If you’ve been watching the American Legislative Exchange Council (ALEC) closely, this probably isn’t a big surprise. ALEC has been pushing “prison industry enhancement” (PIE) laws at the state level for about 20 years. Read “The Hidden History of ALEC and Prison Labor” in The Nation here.
Industry spokesmen describe the program as a “win-win” – but that’s from their perspective.
“I asked an NCIA spokesperson how private companies can get away with what could reasonably be described as forced labor. He explained that the PIE program classifies certain work functions as a ‘service’ rather than an actual ‘job’, and therefore is not subject to [restrictions in a 1979 federal law]. Conveniently, then, the backbreaking work of picking crops in the blistering sun counts as a ‘service’, so prisoners can be paid even less than the immigrants who have traditionally performed this work.”
(Yes, of course there’s a Wal-Mart connection. Read about it in the British newspaper The Guardian, here.)
Here’s how the prison labor system works in Arizona:
- State law requires all able-bodied prisoners to work.
- “Arizona statute requires that all inmates that are making $2 per hour will have deductions of 30% to offset the cost of their incarceration. In addition, thirty percent of the prisoner’s wages will be deducted for court ordered restitution.” (Are you doing the math here? Sounds like the inmates actually receive 80 cents an hour for their work.)
- Nevermind the recession, the prison labor business is growing. The number of inmate hours worked during FY12 was up 8.5% over FY11. Room and board “contributions” were up by 9.8%. Sales were up. Profits were up. Arizona Correctional Industries added new products and new customers, and “are currently working on finalizing contracts that will help grow our telemarketing and service business.” (ACI helpfully explains “How we do it: We provide a positive learning experience for all of our workers. We balance our home and business life. We continually strive to improve our quality focusing on Lean Continuous improvement. We are passionately involved in making the customer happy.”)
- Arizona is now leading the nation in efforts to crack down on those same immigrants who used to pick crops. Read National Public Radio’s “Prison Economics Help Drive Arizona Immigration Law” here.
Think about that employer-recruitment video that was funded by the Bush Administration in 2004:
“I have a workforce that doesn’t have car problems, or baby sitter problems et cetera. They’re always here, and they’re always willing to come to work.”
“The situation here allows us to be able to control costs far more than we could in the past.”

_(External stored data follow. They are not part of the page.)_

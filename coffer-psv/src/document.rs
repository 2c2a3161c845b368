//! PSV document representation

use crate::field_type::PsvFieldType;
use crate::schema::PsvSchema;

/// A single data row, holding zero-copy views into the source text.
#[derive(Debug, Clone, PartialEq, Eq)]
pub struct PsvRow<'a> {
    values: Vec<&'a str>,
}

impl<'a> PsvRow<'a> {
    pub(crate) fn new(values: Vec<&'a str>) -> Self {
        Self { values }
    }

    /// Number of values present on this row. May be fewer or more than
    /// the schema's column count; columns past the end are absent.
    pub fn len(&self) -> usize {
        self.values.len()
    }

    /// `true` if the row carries no values.
    pub fn is_empty(&self) -> bool {
        self.values.is_empty()
    }

    /// Raw value at a column index, or `None` when the row ran out of
    /// values before that column.
    pub fn get_raw(&self, index: usize) -> Option<&'a str> {
        self.values.get(index).copied()
    }

    /// Raw value for a named column.
    pub fn get_raw_by_name(&self, name: &str, schema: &PsvSchema) -> Option<&'a str> {
        schema.field(name).and_then(|f| self.get_raw(f.index))
    }

    /// Value for a named column, only when the schema declares that name
    /// with the expected type. A column declared under a different type
    /// does not match.
    pub fn get_typed(
        &self,
        name: &str,
        expected: PsvFieldType,
        schema: &PsvSchema,
    ) -> Option<&'a str> {
        let field = schema.field(name)?;
        if !field.field_type.same_kind(&expected) {
            return None;
        }
        self.get_raw(field.index)
    }

    /// All raw values in column order.
    pub fn values(&self) -> &[&'a str] {
        &self.values
    }
}

/// A parsed PSV document: schema plus data rows, borrowing the input.
#[derive(Debug, Clone, PartialEq, Eq)]
pub struct PsvDocument<'a> {
    schema: PsvSchema,
    rows: Vec<PsvRow<'a>>,
}

impl<'a> PsvDocument<'a> {
    pub(crate) fn new(schema: PsvSchema) -> Self {
        Self {
            schema,
            rows: Vec::new(),
        }
    }

    pub(crate) fn push_row(&mut self, values: Vec<&'a str>) {
        self.rows.push(PsvRow::new(values));
    }

    /// The column structure from the header line.
    pub fn schema(&self) -> &PsvSchema {
        &self.schema
    }

    /// All data rows in file order.
    pub fn rows(&self) -> &[PsvRow<'a>] {
        &self.rows
    }

    /// Number of data rows.
    pub fn row_count(&self) -> usize {
        self.rows.len()
    }

    /// `true` when the document has no data rows.
    pub fn is_empty(&self) -> bool {
        self.rows.is_empty()
    }

    /// Row by index.
    pub fn get_row(&self, index: usize) -> Option<&PsvRow<'a>> {
        self.rows.get(index)
    }

    /// `true` if the header declares a column with this name.
    pub fn has_field(&self, name: &str) -> bool {
        self.schema.has_field(name)
    }
}
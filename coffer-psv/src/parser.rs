//! PSV document parser

use crate::document::PsvDocument;
use crate::error::{Error, Result};
use crate::schema::PsvSchema;

/// Parse a complete PSV document.
///
/// The first non-empty line is the header; the rest are data rows.
/// Blank lines and `#` comment lines are skipped. Rows are stored as-is:
/// a row shorter than the header simply has its trailing columns absent.
///
/// # Examples
///
/// ```
/// let content = "Region!STRING:0|BuildId!DEC:4\nus|1234\neu|5678";
///
/// let doc = coffer_psv::parse(content)?;
/// assert_eq!(doc.row_count(), 2);
/// assert_eq!(doc.rows()[0].get_raw(0), Some("us"));
/// # Ok::<(), coffer_psv::Error>(())
/// ```
pub fn parse(content: &str) -> Result<PsvDocument<'_>> {
    if content.is_empty() {
        return Err(Error::EmptyDocument);
    }

    let mut lines = content.lines();

    let header_line = lines.next().ok_or(Error::EmptyDocument)?;
    if !header_line.contains('!') {
        return Err(Error::InvalidHeader {
            reason: "header line must contain field type specifications with '!'".to_string(),
        });
    }

    let schema = PsvSchema::parse_header(header_line)?;
    let mut doc = PsvDocument::new(schema);

    for line in lines {
        let trimmed = line.trim();

        if trimmed.is_empty() || trimmed.starts_with('#') {
            continue;
        }

        doc.push_row(trimmed.split('|').collect());
    }

    Ok(doc)
}

#[cfg(test)]
mod tests {
    use super::*;
    use crate::field_type::PsvFieldType;

    #[test]
    fn parses_complete_document() {
        let content = "Region!STRING:0|BuildConfig!HEX:16|BuildId!DEC:4\n\
                       us|abcd1234abcd1234abcd1234abcd1234|1234\n\
                       eu|1234abcd1234abcd1234abcd1234abcd|5678";

        let doc = parse(content).unwrap();

        assert_eq!(doc.row_count(), 2);
        assert_eq!(doc.schema().field_count(), 3);

        let row = doc.get_row(0).unwrap();
        assert_eq!(row.get_raw(0), Some("us"));
        assert_eq!(row.get_raw(1), Some("abcd1234abcd1234abcd1234abcd1234"));
        assert_eq!(row.get_raw(2), Some("1234"));
    }

    #[test]
    fn skips_comments_and_blank_lines() {
        let content = "Region!STRING:0|BuildId!DEC:4\n\nus|1234\n# comment\n\neu|5678\n";

        let doc = parse(content).unwrap();
        assert_eq!(doc.row_count(), 2);
    }

    #[test]
    fn keeps_empty_fields() {
        let content = "A!STRING:0|B!STRING:0|C!STRING:0\na||c\n|b|";

        let doc = parse(content).unwrap();

        assert_eq!(doc.rows()[0].values(), &["a", "", "c"]);
        assert_eq!(doc.rows()[1].values(), &["", "b", ""]);
    }

    #[test]
    fn accepts_short_and_long_rows() {
        let content = "A!STRING:0|B!STRING:0\nonly\none|two|three";

        let doc = parse(content).unwrap();

        let short = doc.get_row(0).unwrap();
        assert_eq!(short.get_raw_by_name("A", doc.schema()), Some("only"));
        assert_eq!(short.get_raw_by_name("B", doc.schema()), None);

        // Extra values past the header are never consumed.
        let long = doc.get_row(1).unwrap();
        assert_eq!(long.get_raw_by_name("B", doc.schema()), Some("two"));
    }

    #[test]
    fn rejects_empty_document() {
        assert!(matches!(parse(""), Err(Error::EmptyDocument)));
    }

    #[test]
    fn rejects_missing_header() {
        assert!(matches!(
            parse("us|1234"),
            Err(Error::InvalidHeader { .. })
        ));
    }

    #[test]
    fn typed_lookup_through_document() {
        let content = "Active!DEC:1|Build Key!HEX:16\n1|abcd1234abcd1234abcd1234abcd1234";

        let doc = parse(content).unwrap();
        let row = doc.get_row(0).unwrap();

        assert_eq!(
            row.get_typed("Active", PsvFieldType::Dec(0), doc.schema()),
            Some("1")
        );
        assert_eq!(
            row.get_typed("Build Key", PsvFieldType::Hex(0), doc.schema()),
            Some("abcd1234abcd1234abcd1234abcd1234")
        );
    }
}
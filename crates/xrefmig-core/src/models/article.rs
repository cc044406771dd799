use serde::{Deserialize, Serialize};

/// Journal-level metadata shared by every article of an issue.
#[derive(Debug, Clone, Default, PartialEq, Eq, Serialize, Deserialize)]
pub struct JournalInfo {
    pub full_title: String,
    pub publisher: String,

    #[serde(default, skip_serializing_if = "Option::is_none")]
    pub issn: Option<String>,
}

#[derive(Debug, Clone, PartialEq, Eq, Serialize, Deserialize)]
pub struct Author {
    pub family: String,

    #[serde(default, skip_serializing_if = "Option::is_none")]
    pub given: Option<String>,
}

impl Author {
    pub fn new(family: impl Into<String>, given: Option<String>) -> Self {
        Self {
            family: family.into(),
            given,
        }
    }

    pub fn family_only(family: impl Into<String>) -> Self {
        Self::new(family, None)
    }
}

/// A print publication date. The year is mandatory.
#[derive(Debug, Clone, Copy, PartialEq, Eq, Serialize, Deserialize)]
pub struct PublicationDate {
    pub year: i32,

    #[serde(default, skip_serializing_if = "Option::is_none")]
    pub month: Option<u32>,

    #[serde(default, skip_serializing_if = "Option::is_none")]
    pub day: Option<u32>,
}

impl PublicationDate {
    pub fn year_only(year: i32) -> Self {
        Self {
            year,
            month: None,
            day: None,
        }
    }
}

/// Online publication date; every component may be missing.
#[derive(Debug, Clone, Copy, Default, PartialEq, Eq, Serialize, Deserialize)]
pub struct OnlineDate {
    #[serde(default, skip_serializing_if = "Option::is_none")]
    pub year: Option<i32>,

    #[serde(default, skip_serializing_if = "Option::is_none")]
    pub month: Option<u32>,

    #[serde(default, skip_serializing_if = "Option::is_none")]
    pub day: Option<u32>,
}

#[derive(Debug, Clone, PartialEq, Eq, Serialize, Deserialize)]
pub struct ArticleInfo {
    pub volume: String,
    pub issue: String,
    pub title: String,
    pub first_page: String,

    #[serde(default, skip_serializing_if = "Option::is_none")]
    pub last_page: Option<String>,

    /// Citation order. Index 0 is the first author.
    #[serde(default)]
    pub authors: Vec<Author>,

    pub resource_url: String,

    /// Only set once the legacy DOI has been moved to the new prefix.
    #[serde(default, skip_serializing_if = "Option::is_none")]
    pub doi: Option<String>,

    pub published: PublicationDate,

    #[serde(default, skip_serializing_if = "Option::is_none")]
    pub published_online: Option<OnlineDate>,

    #[serde(default, skip_serializing_if = "Option::is_none")]
    pub abstract_text: Option<String>,
}

/// Registry-independent article record.
#[derive(Debug, Clone, PartialEq, Eq, Serialize, Deserialize)]
pub struct CanonicalArticleRecord {
    pub journal: JournalInfo,
    pub article: ArticleInfo,
}

impl CanonicalArticleRecord {
    /// Attach the migrated DOI and overwrite the resource URL with the new location.
    pub fn migrate(mut self, new_doi: impl Into<String>, resource_url: impl Into<String>) -> Self {
        self.article.doi = Some(new_doi.into());
        self.article.resource_url = resource_url.into();
        self
    }

    pub fn is_migrated(&self) -> bool {
        self.article.doi.is_some()
    }
}
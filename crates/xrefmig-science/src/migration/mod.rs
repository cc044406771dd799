pub mod pipeline;

pub use pipeline::{EntryOutcome, FailureReason, MigrationRun, RunSummary};
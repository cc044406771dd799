use async_trait::async_trait;
use xrefmig_core::CanonicalArticleRecord;

use crate::error::Result;
use crate::identifiers::doi::Doi;
use crate::normalize::Normalize;

pub mod crossref;
pub mod medra;

use crossref::CrossRefWork;
use medra::MedraRecord;

/// Outcome of a registry lookup. A missing record is an answer, not an error.
#[derive(Debug, Clone)]
pub enum Lookup<T> {
    Found(T),
    NotFound,
}

impl<T> Lookup<T> {
    pub fn is_found(&self) -> bool {
        matches!(self, Lookup::Found(_))
    }

    pub fn found(self) -> Option<T> {
        match self {
            Lookup::Found(value) => Some(value),
            Lookup::NotFound => None,
        }
    }
}

/// Registry response in its source-specific shape.
#[derive(Debug, Clone)]
pub enum RawMetadata {
    CrossRef(CrossRefWork),
    Medra(MedraRecord),
}

impl RawMetadata {
    pub fn registry(&self) -> &'static str {
        match self {
            RawMetadata::CrossRef(_) => crossref::NAME,
            RawMetadata::Medra(_) => medra::NAME,
        }
    }

    /// Pick the normalizer matching the registry that answered.
    pub fn normalize(&self, doi: &Doi) -> Result<CanonicalArticleRecord> {
        match self {
            RawMetadata::CrossRef(work) => work.normalize(doi),
            RawMetadata::Medra(record) => record.normalize(doi),
        }
    }
}

#[async_trait]
pub trait MetadataRegistry: Send + Sync {
    fn name(&self) -> &'static str;

    async fn lookup(&self, doi: &Doi) -> Result<Lookup<RawMetadata>>;
}
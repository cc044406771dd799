use once_cell::sync::Lazy;
use regex::Regex;
use xrefmig_core::{ArticleInfo, Author, CanonicalArticleRecord, JournalInfo, OnlineDate, PublicationDate};

use super::{Normalize, incomplete, non_empty};
use crate::error::Result;
use crate::identifiers::doi::Doi;
use crate::sources::medra::MedraRecord;

/// Tokens such as `J.`, `J. R.` or `J.-P.` that trail a surname.
static INITIALS_RE: Lazy<Regex> =
    Lazy::new(|| Regex::new(r"^(?:(?:\p{Lu}\.[\s-]*)+|\p{Lu}{1,2})$").expect("valid regex"));

impl Normalize for MedraRecord {
    fn normalize(&self, doi: &Doi) -> Result<CanonicalArticleRecord> {
        let year = self
            .issue_date
            .as_deref()
            .and_then(parse_year)
            .ok_or_else(|| incomplete(doi, "mEDRA record has no issue year"))?;

        Ok(CanonicalArticleRecord {
            journal: JournalInfo {
                full_title: self.journal_title.clone().unwrap_or_default(),
                publisher: self.publisher.clone().unwrap_or_default(),
                issn: non_empty(self.issn.as_deref()),
            },
            article: ArticleInfo {
                volume: self.volume.clone().unwrap_or_default(),
                issue: self.issue.clone().unwrap_or_default(),
                title: self.title.clone().unwrap_or_default(),
                first_page: self.first_page.clone().unwrap_or_default(),
                last_page: non_empty(self.last_page.as_deref()),
                authors: self
                    .person_names
                    .iter()
                    .map(String::as_str)
                    .flat_map(split_person_names)
                    .map(Author::family_only)
                    .collect(),
                resource_url: self.resource_url.clone().unwrap_or_default(),
                doi: None,
                published: PublicationDate::year_only(year),
                published_online: Some(OnlineDate {
                    year: Some(year),
                    month: None,
                    day: None,
                }),
                abstract_text: None,
            },
        })
    }
}

/// Split a legacy `PersonName` that lists several people separated by commas.
/// Initials following a surname stay attached to it, so
/// `"Smith, J., Doe, A."` yields `["Smith, J.", "Doe, A."]`.
pub fn split_person_names(field: &str) -> Vec<String> {
    let mut names: Vec<String> = Vec::new();
    for token in field.split(',').map(str::trim).filter(|t| !t.is_empty()) {
        match names.last_mut() {
            Some(previous) if INITIALS_RE.is_match(token) => {
                previous.push_str(", ");
                previous.push_str(token);
            }
            _ => names.push(token.to_string()),
        }
    }
    names
}

/// Leading four-digit year of an ONIX date (`YYYY`, `YYYYMM`, `YYYYMMDD`).
fn parse_year(date: &str) -> Option<i32> {
    let date = date.trim();
    date.get(..4)
        .filter(|y| y.chars().all(|c| c.is_ascii_digit()))
        .and_then(|y| y.parse().ok())
}
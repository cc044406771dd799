use serde::{Deserialize, Serialize};

use crate::error::{Result, ScienceError};

const RESOLVER_PREFIXES: &[&str] = &[
    "https://doi.org/",
    "http://doi.org/",
    "https://dx.doi.org/",
    "http://dx.doi.org/",
];

/// A DOI split into its registrant prefix and suffix. Case is preserved;
/// `normalized` is the lowercase form used for comparisons.
#[derive(Debug, Clone, Serialize, Deserialize, PartialEq)]
pub struct Doi {
    pub raw: String,
    pub value: String,
    pub normalized: String,
    slash: usize,
}

impl Doi {
    pub fn parse(input: &str) -> Result<Self> {
        let input = input.trim();

        let stripped = RESOLVER_PREFIXES
            .iter()
            .find_map(|prefix| input.strip_prefix(prefix))
            .or_else(|| input.strip_prefix("doi:").map(str::trim_start))
            .or_else(|| input.strip_prefix("DOI:").map(str::trim_start))
            .unwrap_or(input);

        // Must start with "10.", contain "/", and have a non-empty suffix
        if !stripped.starts_with("10.") {
            return Err(ScienceError::InvalidDoi(input.to_string()));
        }
        let slash = stripped
            .find('/')
            .ok_or_else(|| ScienceError::InvalidDoi(input.to_string()))?;
        if slash + 1 == stripped.len() {
            return Err(ScienceError::InvalidDoi(input.to_string()));
        }

        Ok(Self {
            raw: input.to_string(),
            value: stripped.to_string(),
            normalized: stripped.to_lowercase(),
            slash,
        })
    }

    /// Registrant prefix, e.g. `10.1234`.
    pub fn prefix(&self) -> &str {
        &self.value[..self.slash]
    }

    /// Everything after the first `/`.
    pub fn suffix(&self) -> &str {
        &self.value[self.slash + 1..]
    }

    /// Same suffix under another registrant prefix.
    pub fn with_prefix(&self, prefix: &str) -> Self {
        let value = format!("{prefix}/{}", self.suffix());
        Self {
            raw: value.clone(),
            normalized: value.to_lowercase(),
            slash: prefix.len(),
            value,
        }
    }

    pub fn has_prefix(&self, prefix: &str) -> bool {
        self.prefix().eq_ignore_ascii_case(prefix)
    }

    /// The DOI as a URL path: each `/`-separated segment percent-encoded,
    /// so `#` and `?` in old SICI-style suffixes stay in the path.
    pub fn url_path(&self) -> String {
        self.value
            .split('/')
            .map(|segment| urlencoding::encode(segment).into_owned())
            .collect::<Vec<_>>()
            .join("/")
    }
}

impl std::fmt::Display for Doi {
    fn fmt(&self, f: &mut std::fmt::Formatter<'_>) -> std::fmt::Result {
        f.write_str(&self.value)
    }
}
use std::time::Duration;

use async_trait::async_trait;
use roxmltree::{Document, Node};
use serde::{Deserialize, Serialize};
use tracing::debug;

use crate::error::{Result, ScienceError};
use crate::http::PoliteClient;
use crate::identifiers::doi::Doi;
use crate::sources::{Lookup, MetadataRegistry, RawMetadata};

pub const NAME: &str = "mEDRA";

pub struct MedraSource {
    client: PoliteClient,
    base_url: String,
}

impl MedraSource {
    pub fn with_params(base_url: &str, min_interval: Duration, user_agent: &str) -> Result<Self> {
        Ok(Self {
            client: PoliteClient::new(min_interval, user_agent)?,
            base_url: base_url.trim_end_matches('/').to_string(),
        })
    }

    pub fn metadata_url(&self, doi: &Doi) -> String {
        format!("{}/metadata/{}", self.base_url, doi.url_path())
    }

    pub async fn fetch_by_doi(&self, doi: &Doi) -> Result<Lookup<MedraRecord>> {
        let url = self.metadata_url(doi);
        let Some(xml) = self.client.get_optional(&url).await? else {
            return Ok(Lookup::NotFound);
        };

        debug!(doi = %doi, "mEDRA record received");
        MedraRecord::from_xml(&xml).map(Lookup::Found)
    }
}

#[async_trait]
impl MetadataRegistry for MedraSource {
    fn name(&self) -> &'static str {
        NAME
    }

    async fn lookup(&self, doi: &Doi) -> Result<Lookup<RawMetadata>> {
        Ok(match self.fetch_by_doi(doi).await? {
            Lookup::Found(record) => Lookup::Found(RawMetadata::Medra(record)),
            Lookup::NotFound => Lookup::NotFound,
        })
    }
}

/// Values picked out of an ONIX for DOI serial-article record. Each field is
/// the text of the first element matching its path.
#[derive(Debug, Clone, Default, Serialize, Deserialize)]
pub struct MedraRecord {
    pub journal_title: Option<String>,
    pub publisher: Option<String>,
    pub issn: Option<String>,
    pub volume: Option<String>,
    pub issue: Option<String>,
    pub title: Option<String>,
    pub first_page: Option<String>,
    pub last_page: Option<String>,
    /// Raw `PersonName` texts; legacy records may list several people in one.
    pub person_names: Vec<String>,
    pub resource_url: Option<String>,
    pub issue_date: Option<String>,
}

impl MedraRecord {
    pub fn from_xml(xml: &str) -> Result<Self> {
        let doc = Document::parse(xml)
            .map_err(|e| ScienceError::Parse(format!("invalid mEDRA xml: {e}")))?;

        Ok(Self {
            journal_title: first_text(&doc, &["SerialWork", "TitleText"]),
            publisher: first_text(&doc, &["SerialWork", "PublisherName"]),
            issn: first_text(&doc, &["SerialVersion", "IDValue"]),
            volume: first_text(&doc, &["JournalIssueDesignation"]),
            issue: first_text(&doc, &["JournalIssueNumber"]),
            title: first_text(&doc, &["ContentItem", "Title", "TitleText"]),
            first_page: first_text(&doc, &["FirstPageNumber"]),
            last_page: first_text(&doc, &["LastPageNumber"]),
            person_names: all_texts(&doc, &["Contributor", "PersonName"]),
            resource_url: first_text(&doc, &["DOIWebsiteLink"]),
            issue_date: first_text(&doc, &["JournalIssueDate", "Date"]),
        })
    }
}

/// Text of the first element, in document order, matching `//a//b//c`.
fn first_text(doc: &Document, path: &[&str]) -> Option<String> {
    doc.descendants()
        .find(|node| matches_path(*node, path))
        .and_then(element_text)
}

fn all_texts(doc: &Document, path: &[&str]) -> Vec<String> {
    doc.descendants()
        .filter(|node| matches_path(*node, path))
        .filter_map(element_text)
        .collect()
}

fn element_text(node: Node) -> Option<String> {
    node.text()
        .map(str::trim)
        .filter(|text| !text.is_empty())
        .map(str::to_string)
}

/// Local-name match of `node` against the last path step, with the earlier
/// steps found among its ancestors in order (descendant axis).
fn matches_path(node: Node, path: &[&str]) -> bool {
    let Some((last, ancestors)) = path.split_last() else {
        return false;
    };
    if !node.is_element() || node.tag_name().name() != *last {
        return false;
    }

    let mut wanted = ancestors.iter().rev().peekable();
    for ancestor in node.ancestors().skip(1) {
        let Some(name) = wanted.peek() else { break };
        if ancestor.is_element() && ancestor.tag_name().name() == **name {
            wanted.next();
        }
    }
    wanted.peek().is_none()
}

“Partnerships between correctional industries and private business are a rapidly growing segment of a multi-billion dollar industry in America.”
“Bring us your business challenge. Chances are, there’s a nearby correctional facility that can supply dependable labor, enhance your competitiveness, and increase your profitability.”
Now, think about the growth in the non-violent inmate population.
- As of 2008, non-violent offenders made up over 60 percent of the prison and jail population.
- If incarceration rates had tracked violent crime rates, the incarceration rate would have fallen to less than one third of the actual 2008 level.
Don’t you think something went terribly, terribly wrong?